I agree with Schimmelreiter! If you imply any correlation with Mathematics lingo like Mauthner did then be very careful with the terminology. Maths lingo is very specific and it cannot always be interpreted in a common sense way. The term regular/irregular (functions) has already got something to do with periodicity, I think.
Here's the Portuguese Wiki page on continuous functions. If you change the term 'function' to 'series' you have the official Portuguese name for Mauthner's phrase "stetige Reihe".

Earlier I was thinking, maybe Mauthner made an actual etymology chart for this word and that's how he came to the conclusion of 'merkwürdig stetige Reihe'. That means, maybe the 3 examples he stated were just representative samples but in reality he compared translations of 6-10 core languages. This would make a reasonably conclusive mathematical sample size which also justifies a claim of 'stetige Reihe'.
I think, I've seen this type of chart before and it is a good aid to assess and substantiate word etymology claims.
You just create an X/Y-chart with X-axis as time and on the Y-axis you define (your own subjective) categories of meaning. Once you enter the translation of the word in each core language at the first known time it appeared, you get a largely self-explanatory timeline of when and where it originated and which language borrowed its translation from what other language.


----------



## bearded

To Manfy
Re your mathematical explanation of 'stetige Reihe', is it a sure thing that, at the time when Mauthner wrote what he wrote, continuous series and functions and such things already existed/had been discovered, and that he knew them ? Sorry for my naive question: it only arises out of my ignorance in this field.


----------



## berndf

In mathematics, there is no such thing as a _stetige Reihe_ or _stetige Folge_ (A _Reihe _is a _Folge _constructed incrementally, e.g. the Reihe 1+1/2+1/3+1/4... is a way to construct the _Folge _1, 1.5, 1.6666..,  1.916666..., ...). The term _stetig_ only applies to functions with continuous domains and codomains and does not apply to functions with discrete domains, which every _Folge _or _Reihe_ by definition of the term is.


----------



## manfy

bearded man said:


> Sorry for my naive question: it only arises out of my ignorance in this field.

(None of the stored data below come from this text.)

use data::{DataStore, NodeColorEncoding, Record, RecordId};
use foundation::color::Color;
use foundation::math::Vec3;
use foundation::time::Time;
use runtime::Frame;
use scene::camera::{Camera, PointerEvent, Viewport};
use serde::{Deserialize, Serialize};
use tracing::debug;

use crate::filter::RecordFilter;
use crate::net::SizeEncoding;
use crate::points::PointLayer;
use crate::set::SetLayout;
use crate::slices::SliceStack;
use crate::stage::Stage;

#[derive(Debug, Copy, Clone, PartialEq, Eq, Hash, PartialOrd, Ord)]
pub enum CubeKind {
    Geo,
    Set,
    Net,
}

impl CubeKind {
    pub fn name(self) -> &'static str {
        match self {
            CubeKind::Geo => "geo",
            CubeKind::Set => "set",
            CubeKind::Net => "net",
        }
    }
}

/// How points sit inside their slice.
#[derive(Debug, Copy, Clone, PartialEq, Eq, Default, Serialize, Deserialize)]
#[serde(rename_all = "snake_case")]
pub enum TimeMode {
    /// Flattened onto the slice plane (slice-relative `y = 0`).
    #[default]
    Aggregated,
    /// At the exact time-scale height.
    Absolute,
}

/// Arrangement of the slices.
#[derive(Debug, Copy, Clone, PartialEq, Eq, Default, Serialize, Deserialize)]
#[serde(rename_all = "snake_case")]
pub enum Layout {
    /// Space-time cube.
    #[default]
    Stacked,
    /// Small multiples, side by side.
    Juxtaposed,
    /// Every slice flattened onto the floor.
    Superimposed,
    /// Reserved; transitions into it do nothing.
    Animated,
}

#[derive(Debug, Copy, Clone, PartialEq, Eq, Default)]
pub enum Lifecycle {
    #[default]
    Uninitialized,
    /// Containers and static geometry exist, no data yet.
    Created,
    Assembled,
}

#[derive(Debug, Copy, Clone, PartialEq, Eq, Default)]
pub struct CubeState {
    pub lifecycle: Lifecycle,
    pub time_mode: TimeMode,
    pub layout: Layout,
}

/// Capabilities every cube view provides.
///
/// Views own presentation objects only; records are read from the
/// `DataStore` passed into each call. Structural calls (`create_objects`,
/// `assemble_data`, `update_num_slices`) drop filter and highlight state, so
/// the caller re-applies them afterwards.
pub trait CubeView {
    fn kind(&self) -> CubeKind;

    fn state(&self) -> CubeState;

    fn stage(&self) -> &Stage;

    fn stage_mut(&mut self) -> &mut Stage;

    fn points(&self) -> &PointLayer;

    fn slices(&self) -> &SliceStack;

    /// One-time work against shared records before any view reads them.
    fn prepare(&mut self, _store: &mut DataStore) {}

    /// Builds empty containers and static geometry, discarding everything else.
    fn create_objects(&mut self, store: &DataStore);

    /// Populates the slices from `store`; clears prior per-slice content first.
    fn assemble_data(&mut self, store: &DataStore);

    /// Advances in-flight animations and re-homes overlays for this tick.
    fn render(&mut self, frame: Frame);

    fn update_time(&mut self, store: &DataStore, mode: TimeMode);

    /// Rebuilds slices after the store's slicing changed.
    fn update_num_slices(&mut self, store: &DataStore);

    fn update_node_color(&mut self, store: &DataStore, encoding: NodeColorEncoding);

    fn update_node_size(&mut self, store: &DataStore, size: u8);

    fn update_jitter(&mut self, _radius: f64) {}

    fn update_set_layout(&mut self, _store: &DataStore, _layout: SetLayout) {}

    fn update_hull(&mut self, _store: &DataStore, _enabled: bool) {}

    fn change_size_encoding(&mut self, _store: &DataStore, _encoding: SizeEncoding) {}

    fn change_charge_factor(&mut self, _store: &DataStore, _factor: f64) {}

    /// Applies `filter`; returns the number of visible points.
    fn filter_data(&mut self, store: &DataStore, filter: &RecordFilter) -> usize;

    /// Resets every point, then highlights `id` (and related objects) if this view has it.
    fn highlight_object(&mut self, store: &DataStore, id: Option<RecordId>);

    fn transition_stc(&mut self, now: Time);

    fn transition_jp(&mut self, now: Time);

    fn transition_si(&mut self, now: Time);

    /// Reserved layout; never does anything.
    fn transition_ani(&mut self, _now: Time) {}

    fn update_background_color(&mut self, color: Color) {
        self.stage_mut().set_background(color);
    }

    fn background_color(&self) -> Color {
        self.stage().background()
    }

    fn cube_position(&self) -> Vec3 {
        self.stage().cube_position()
    }

    fn is_visible(&self) -> bool {
        self.stage().is_visible()
    }

    fn set_visible(&mut self, visible: bool) {
        self.stage_mut().set_visible(visible);
    }

    fn camera(&self) -> Camera {
        self.stage().camera()
    }

    fn set_camera(&mut self, camera: Camera) {
        self.stage_mut().set_camera(camera);
    }

    fn highlighted(&self) -> Option<RecordId> {
        self.points().highlighted()
    }

    /// Record under the pointer in this view, if any. A miss clears the highlight.
    fn on_click<'s>(
        &mut self,
        store: &'s DataStore,
        pointer: PointerEvent,
        viewport: &Viewport,
    ) -> Option<&'s Record> {
        let hit = self
            .stage()
            .pick(pointer, viewport)
            .and_then(|entity| self.points().record_at(entity));
        match hit {
            Some(id) => {
                debug!(view = self.kind().name(), %id, "pick hit");
                store.record(id)
            }
            None => {
                debug!(view = self.kind().name(), "pick missed");
                self.highlight_object(store, None);
                None
            }
        }
    }
}
pub mod layout;
pub mod network;
pub mod palette;
pub mod record;
pub mod set;
pub mod store;
pub mod time;

pub use layout::*;
pub use palette::*;
pub use record::*;
pub use set::*;
pub use store::*;
pub use time::*;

No worries, it's a valid question.
Mauthner published his first edition of that dictionary around 1910, so he must have written it between 1900-1910.
Even though I don't know the exact details about history of mathematics, I can guarantee you that this concept of data series and functions was known in the very same way back then as we know it now. That's because these concepts are the very basics of higher mathematics and the majority of it was created by the ancient greeks (timeframe of Plato and Aristotles).
The next big step was around 17th/18th century, the beginnings of industrialization and the modern world -- and only that is the beginning of that type of mathematics where even highly educated academics outside the field would have to say: huh? say what??


----------



## manfy

berndf said:


> In mathematics, there is no such thing as a _stetige Reihe_ or _stetige Folge_ (A _Reihe _is a _Folge _constructed incrementally, e.g. the Reihe 1+1/2+1/3+1/4... is a way to construct the _Folge _1, 1.5, 1.6666.., 1.916666..., ...). The term _stetig_ only applies to functions with continuous domains and codomains and does not apply to functions with discrete domains, which every _Folge _or _Reihe_ by definition of the term is.


Hmmm, but Reihe and Funktion are practically the same thing! 'Reihe' is a series of actual data points which is the basis for the formulation of a mathematical function (i.e. the mathematical description of the progression of this series of data within a multidimensional space), defined for a specific (but freely selectable) domain (with freely definable limits), isn't it?


----------



## berndf

manfy said:


> Hmmm, but Reihe and Funktion are practically the same thing! 'Reihe' is a series of actual data points which is the basis for the formulation of a mathematical function (i.e. the mathematical description of the progression of this series of data within a multidimensional space), defined for a specific (but freely selectable) domain (with freely definable limits), isn't it?


A_ series_ (_Reihe_) is a _sequence_ (_Folge_) that is defined incrementally. A _sequence _is a real-valued _function _(_Funktion_) with _domain_ (_Definitionsbereich; Urbildmenge_) *N*. The concept of _continuity _(_Stetigkeit_) applies to real-valued functions with domain *R* (complex-valued functions with domain *C*).

The concept can be generalized to functions between topological spaces. If the domain space is discrete (which *N* is) that every function into any topological space is always continuous* and the concept becomes meaningless.
__________
* A function between two topological spaces f:X->Y is continuous, iff the inverse image of every open set within Y is open in X. In a space X with discrete topology, every sub-set of X is open and, hence, f is trivially continuous.


----------



## Hutschi

Hi, I think that "Reihe" and "stetig" in mathematics have strict definitions.
But Mautner did not mean these.
He used the concepts as a kind of metaphor and in a more colloquial sense.

"Stetig" means that the parts are connected by laws of language development and do not show behaviour as if formed by a dice.


----------



## berndf

Hutschi said:


> But Mautner did not mean these.


Exactly. That's what I tried to prove by pointing out that the term _stetige Reihe_ would be meaningless as a mathematical term.


----------



## manfy

I fully agree with you guys! I don't think that Mauthner approached his etymology research in a purely mathematical form.

But since this level of mathematics is taught heavily in every university prep-school (e.g the second term of Gymnasium), I am quite sure that Mauthner was familiar with these mathematical concepts and methods. Here I'm assuming that the system for higher education in the late 19th century was reasonably similar to the system post WW2 -- and looking at Einstein's education which is fairly well documented, this assumption is reasonably safe. 
Therefore I think, the analogy between etymological development of one word over time and a series of mathematical or statistical values over time is not really far-fetched, but plausible.


----------



## Löwenfrau

Yes, exactly: He used the concepts as a kind of metaphor and in a more colloquial sense.

When I suggested "regular" for "stetig", I was thinking in this very sense, only as a metaphor, a very colloquial and loosely metaphor... 
I don't see why "regular" could be more problematic than "continuous", as manfy said before. Actually, I think that, in the context of words and etymological speculation, it fits better...

But guys, as to your whole mathematical excursion, I have to tell you: In mathematics, I'm a big and round zero


----------